Day 125 of 365

I wasn't always fat. In fact I was a skinny thing up until about the third grade, when I started emotional eating. I don't remember it real well but I do know that the older I got the more I would eat for no reason. Mom would buy me a package of cookies and I would eat the whole package in one sitting. Same thing with bags of candy. When I got older and I was driving age, taco bell, McDonalds and Burger King were just down the road. Buying a burger and throwing away the wrapper to hide the evidence was not uncommon for me. This habit has followed me into adult hood where it still haunts me at times.
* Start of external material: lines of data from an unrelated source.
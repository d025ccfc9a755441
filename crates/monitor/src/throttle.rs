//! Cooldown throttling for outgoing alerts.
//!
//! Process-local by design: the deployment target is single-instance.
//! Stale keys are pruned opportunistically on each write so the map
//! cannot grow without bound.

use std::collections::HashMap;
use std::time::{Duration, Instant};

/// Keys idle longer than this are pruned.
const STALE_AFTER: Duration = Duration::from_secs(3600);

/// Tracks when each alert key last fired.
#[derive(Debug, Default)]
pub struct AlertThrottle {
    last_sent: HashMap<String, Instant>,
}

impl AlertThrottle {
    pub fn new() -> Self {
        Self::default()
    }

    /// Whether an alert for `key` may fire at `now`, recording it if so.
    pub fn should_send_at(&mut self, key: &str, cooldown: Duration, now: Instant) -> bool {
        self.prune(now);
        match self.last_sent.get(key) {
            Some(last) if now.duration_since(*last) < cooldown => false,
            _ => {
                self.last_sent.insert(key.to_string(), now);
                true
            }
        }
    }

    /// Convenience wrapper using the current time.
    pub fn should_send(&mut self, key: &str, cooldown: Duration) -> bool {
        self.should_send_at(key, cooldown, Instant::now())
    }

    fn prune(&mut self, now: Instant) {
        self.last_sent
            .retain(|_, last| now.duration_since(*last) < STALE_AFTER);
    }

    /// Number of tracked keys.
    pub fn len(&self) -> usize {
        self.last_sent.len()
    }

    pub fn is_empty(&self) -> bool {
        self.last_sent.is_empty()
    }
}

#[cfg(test)]
mod tests {
    use super::*;

    const COOLDOWN: Duration = Duration::from_secs(300);

    #[test]
    fn first_send_passes_second_is_suppressed() {
        let mut t = AlertThrottle::new();
        let now = Instant::now();
        assert!(t.should_send_at("routing_failure:tpl_1", COOLDOWN, now));
        assert!(!t.should_send_at(
            "routing_failure:tpl_1",
            COOLDOWN,
            now + Duration::from_secs(60)
        ));
    }

    #[test]
    fn passes_again_after_cooldown() {
        let mut t = AlertThrottle::new();
        let now = Instant::now();
        assert!(t.should_send_at("k", COOLDOWN, now));
        assert!(t.should_send_at("k", COOLDOWN, now + COOLDOWN));
    }

    #[test]
    fn distinct_keys_are_independent() {
        let mut t = AlertThrottle::new();
        let now = Instant::now();
        assert!(t.should_send_at("a:tpl_1", COOLDOWN, now));
        assert!(t.should_send_at("a:tpl_2", COOLDOWN, now));
        assert!(t.should_send_at("b:tpl_1", COOLDOWN, now));
    }

    #[test]
    fn stale_keys_are_pruned_on_write() {
        let mut t = AlertThrottle::new();
        let now = Instant::now();
        t.should_send_at("old", COOLDOWN, now);
        assert_eq!(t.len(), 1);

        t.should_send_at("new", COOLDOWN, now + STALE_AFTER + Duration::from_secs(1));
        assert_eq!(t.len(), 1, "stale key must have been pruned");
    }
}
Tonight we just finished eating dinner and I was full but maybe 30 minutes later I started thinking, "Is there something else I can eat?" It wasn't because I was hungry, but just because I was bored. Friday night, nothing good is on TV, my foot is causing me some pain so I don't really want to get up and go walking or get on the wii fit and mom was off in her room doing something so what else could I do right? But I didn't. So the way i see it, I looked at boredom and stared it down. I won this round. At work they have this couch to 5K challenge, and I am really thinking of taking on this challenge, but my fear of failure is really taunting me right now.

In therapy I learned that I need to make small goals for myself. I should never same something like, "I want to lose 150 pounds by next summer," because once I fall off the wagon the first time and I'm not losing weight like I think I should I start to get frustrated and then frustration leads to giving up entirely.  So I don't want to make that kind of screaming announcement.

My first goal is to lose 15 pounds in six weeks (6/15).

My first step towards reaching that goal is to stop drinking soda and sweet tea. It isn't that I drink a ton of either but they are my weakness lately. How can I live in the south and not drink sweet tea? It is completely unpatriotic of me! Sam Eagle would be ashamed. ;)

Love, peace and stay away from Pop and Sweet Tea!